Imagine, Dominic made this comment at a Manulife Annual General Meeting of Shareholders. This comment of his, was about the effects of hollowing out of Canada via foreign takeovers of Canadians business, but as things turned out, it could just as easily have been about how Dominic mismanaged the risks of Income Plus and destroyed shareholder value in the process and almost “lost control of our affairs”. The very shareholders he was preaching to about hollowing out, received another lesson in a different kind of hollowing out a short while later as the value of their investment plummeted by 70%, more than any other peer life company, and owing to the absence of hedging by Dominc on Income Plus.

Goodbye Dominic. Enjoy your retirement. You won’t be missed by those of us seeking truth in policies and policies that serve the broad interests of ALL Canadians, including ironically, Manulife shareholders. That can be your ironic legacy.


Dr Mike said...

It`s sad when so few control the fate of so many.

Flaherty consults with the same tired old hacks on all things financial.

Maybe for once he should find out how a policy will affect you & I , the one`s at the business end of all policy rather than the one`s with the most to gain from tight management of the gov`t lackey system.

It`s all a matter of manipulate & win , manipulate & win.

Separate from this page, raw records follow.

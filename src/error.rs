use thiserror::Error;

use crate::metadata::tables::TableId;

macro_rules! malformed_error {
    // Single string version
    ($msg:expr) => {
        crate::Error::Malformed {
            message: $msg.to_string(),
            file: file!(),
            line: line!(),
        }
    };

    // Format string with arguments version
    ($fmt:expr, $($arg:tt)*) => {
        crate::Error::Malformed {
            message: format!($fmt, $($arg)*),
            file: file!(),
            line: line!(),
        }
    };
}

/// The generic Error type, which provides coverage for all errors this library can potentially
/// return.
///
/// The variants follow the failure classes of the table engine: corrupt input, values that do
/// not fit their column, merge partners that do not belong together, and policy violations while
/// emitting records. Lookups that simply find nothing never produce an error, they return `None`
/// or an empty range instead.
///
/// # Error Categories
///
/// ## Format Errors
/// - [`Error::Malformed`] - Signature, schema or stream checks failed
/// - [`Error::OutOfBounds`] - Attempted to read beyond the supplied buffer
///
/// ## Column and Sizing Errors
/// - [`Error::Overflow`] - A value does not fit its fixed-width column, or sizing overflowed
/// - [`Error::OutOfMemory`] - A reservation for row or heap storage failed
///
/// ## Store Errors
/// - [`Error::RowNotFound`] - A RID outside of the current row count was addressed
/// - [`Error::RecordOutOfOrder`] - Policy forbids creating an indirection table
/// - [`Error::ReadOnly`] - A mutation was attempted on a read-only store
///
/// ## Delta Merge Errors
/// - [`Error::VersionMismatch`] - Schema versions of base and delta differ
/// - [`Error::ModuleMismatch`] - Module identities of base and delta differ
/// - [`Error::UnexpectedFuncCode`] - Unknown ENC log function code
///
/// # Examples
///
/// ```rust,no_run
/// use mdstore::{Error, TableStore};
///
/// match TableStore::from_buffer(&[0u8; 4], false) {
///     Ok(_) => println!("loaded"),
///     Err(Error::Malformed { message, file, line }) => {
///         eprintln!("Malformed metadata: {} ({}:{})", message, file, line);
///     }
///     Err(e) => eprintln!("Other error: {}", e),
/// }
/// ```
#[derive(Error, Debug)]
pub enum Error {
    /// The metadata is damaged and could not be parsed.
    ///
    /// The error includes the source location where the malformation was detected.
    #[error("Malformed - {file}:{line}: {message}")]
    Malformed {
        /// The message to be printed for the Malformed error
        message: String,
        /// The source file in which this error occured
        file: &'static str,
        /// The source line in which this error occured
        line: u32,
    },

    /// An out of bound access was attempted while parsing the buffer.
    #[error("Out of Bound read would have occurred!")]
    OutOfBounds,

    /// A value did not fit into a fixed-width column, or an arithmetic overflow happened
    /// while computing table or stream sizes.
    ///
    /// Kept separate from [`Error::Malformed`] so callers can decide to expand and retry.
    #[error("Value {value:#x} does not fit into {width} byte(s)")]
    Overflow {
        /// The value that was rejected
        value: u64,
        /// Width of the destination in bytes
        width: u8,
    },

    /// Growing row or heap storage failed.
    #[error("Out of memory")]
    OutOfMemory,

    /// The addressed row does not exist in the table.
    #[error("Row {rid} not found in table {table:?}")]
    RowNotFound {
        /// Table that was accessed
        table: TableId,
        /// The RID that was requested
        rid: u32,
    },

    /// Emitting this child would require an indirection table, which the configured policy
    /// forbids for this table.
    #[error("Record emitted out of order for table {0:?}")]
    RecordOutOfOrder(TableId),

    /// The store was opened read-only.
    #[error("Store is read-only")]
    ReadOnly,

    /// Base and delta carry different schema versions.
    #[error("Schema version mismatch - base {base:?}, delta {delta:?}")]
    VersionMismatch {
        /// Major and minor version of the base
        base: (u8, u8),
        /// Major and minor version of the delta
        delta: (u8, u8),
    },

    /// Base and delta describe different modules.
    #[error("Delta module identity does not match the base")]
    ModuleMismatch,

    /// An ENC log record carried an unknown function code.
    #[error("Unexpected ENC function code - {0}")]
    UnexpectedFuncCode(u32),

    /// A caller supplied argument is not acceptable.
    #[error("Invalid argument - {0}")]
    InvalidArgument(String),

    /// File I/O error.
    #[error("{0}")]
    FileError(#[from] std::io::Error),

    /// Failed to acquire a lock.
    #[error("Failed to lock target")]
    LockError,
}

impl From<std::collections::TryReserveError> for Error {
    fn from(_: std::collections::TryReserveError) -> Self {
        Error::OutOfMemory
    }
}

Unfortunately , we always seem to lose.

Dr Mike

Richard the Vitriolic said...

Transparency in Canadian Financial Markets. It sure would be nice if we had some. Instead we get puff pieces in our media on oligarchs such as Dominc D’Alesandro. If only it could be like this. The just released academic paper titled How Wall Street & Washington Betrayed America, available for free down load at: www.wallstreetwatch.org. Now the Americans know now it happened, why it happened, how much the political contributions were, who made them, and who in Washington got how much. This kind of transparency and reporting would never happen in Canada, and Canadians really need to do some soul searching, look themselves in a mirror and ask why?